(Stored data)
//! Third-party mailing list forwarding
//!
//! Subscriptions are stored locally first; forwarding is best effort and its
//! errors are only logged by the caller.

use async_trait::async_trait;
use reqwest::Client;
use serde::{Deserialize, Serialize};
use std::time::Duration;
use stdg_common::config::MailingListSettings;
use thiserror::Error;
use tracing::debug;

const REQUEST_TIMEOUT: Duration = Duration::from_secs(10);

#[derive(Debug, Error)]
pub enum MailingListError {
    #[error("HTTP request failed: {0}")]
    Http(#[from] reqwest::Error),

    #[error("Mailing list rejected member ({status}): {detail}")]
    Rejected { status: u16, detail: String },

    #[error("Client setup failed: {0}")]
    Setup(String),
}

#[async_trait]
pub trait MailingList: Send + Sync {
    /// Add a subscriber; an already-subscribed address is success
    async fn add_member(&self, email: &str, name: Option<&str>) -> Result<(), MailingListError>;
}

#[derive(Debug, Serialize)]
struct MemberRequest<'a> {
    email_address: &'a str,
    status: &'static str,
    #[serde(skip_serializing_if = "Option::is_none")]
    merge_fields: Option<MergeFields<'a>>,
}

#[derive(Debug, Serialize)]
struct MergeFields<'a> {
    #[serde(rename = "FNAME")]
    first_name: &'a str,
}

#[derive(Debug, Deserialize)]
struct ProblemDetail {
    #[serde(default)]
    title: String,
    #[serde(default)]
    detail: String,
}

/// Mailchimp marketing API client
pub struct MailchimpClient {
    http_client: Client,
    api_key: String,
    list_id: String,
    base_url: String,
}

impl MailchimpClient {
    pub fn new(settings: &MailingListSettings) -> Result<Self, MailingListError> {
        let http_client = Client::builder()
            .timeout(REQUEST_TIMEOUT)
            .build()
            .map_err(|e| MailingListError::Setup(e.to_string()))?;

        Ok(Self {
            http_client,
            api_key: settings.api_key.clone(),
            list_id: settings.list_id.clone(),
            base_url: settings.base_url.trim_end_matches('/').to_string(),
        })
    }

    fn members_url(&self) -> String {
        format!("{}/lists/{}/members", self.base_url, self.list_id)
    }
}

fn is_member_exists(problem: &ProblemDetail) -> bool {
    problem.title.eq_ignore_ascii_case("Member Exists")
}

#[async_trait]
impl MailingList for MailchimpClient {
    async fn add_member(&self, email: &str, name: Option<&str>) -> Result<(), MailingListError> {
        let body = MemberRequest {
            email_address: email,
            status: "subscribed",
            merge_fields: name.map(|first_name| MergeFields { first_name }),
        };

        let response = self
            .http_client
            .post(self.members_url())
            .basic_auth("stdg", Some(&self.api_key))
            .json(&body)
            .send()
            .await?;

        let status = response.status();
        if status.is_success() {
            debug!(email = %email, "Forwarded subscriber to mailing list");
            return Ok(());
        }

        let text = response.text().await.unwrap_or_default();
        let problem = serde_json::from_str::<ProblemDetail>(&text).unwrap_or(ProblemDetail {
            title: String::new(),
            detail: text,
        });

        if is_member_exists(&problem) {
            debug!(email = %email, "Subscriber already on mailing list");
            return Ok(());
        }

        Err(MailingListError::Rejected {
            status: status.as_u16(),
            detail: if problem.detail.is_empty() {
                problem.title
            } else {
                problem.detail
            },
        })
    }
}

#[cfg(test)]
mod tests {
    use super::*;

    fn client() -> MailchimpClient {
        MailchimpClient::new(&MailingListSettings {
            api_key: "abc-us21".to_string(),
            list_id: "list123".to_string(),
            base_url: "https://us21.api.mailchimp.com/3.0/".to_string(),
        })
        .unwrap()
    }

    #[test]
    fn test_members_url() {
        assert_eq!(
            client().members_url(),
            "https://us21.api.mailchimp.com/3.0/lists/list123/members"
        );
    }

    #[test]
    fn test_member_request_shape() {
        let body = MemberRequest {
            email_address: "a@example.com",
            status: "subscribed",
            merge_fields: Some(MergeFields { first_name: "Ann" }),
        };
        let json = serde_json::to_value(&body).unwrap();
        assert_eq!(json["status"], "subscribed");
        assert_eq!(json["merge_fields"]["FNAME"], "Ann");

        let anonymous = MemberRequest {
            email_address: "a@example.com",
            status: "subscribed",
            merge_fields: None,
        };
        let json = serde_json::to_value(&anonymous).unwrap();
        assert!(json.get("merge_fields").is_none());
    }

    #[test]
    fn test_member_exists_detection() {
        let problem: ProblemDetail =
            serde_json::from_str(r#"{"title":"Member Exists","detail":"already a list member"}"#)
                .unwrap();
        assert!(is_member_exists(&problem));

        let problem: ProblemDetail =
            serde_json::from_str(r#"{"title":"Invalid Resource"}"#).unwrap();
        assert!(!is_member_exists(&problem));
    }
}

▸ TASK STATEMENT
Where the word "reqwest" shows up in a line of the entries above, copy that line.

▸ OUTPUT BELOW
use reqwest::Client;
    Http(#[from] reqwest::Error),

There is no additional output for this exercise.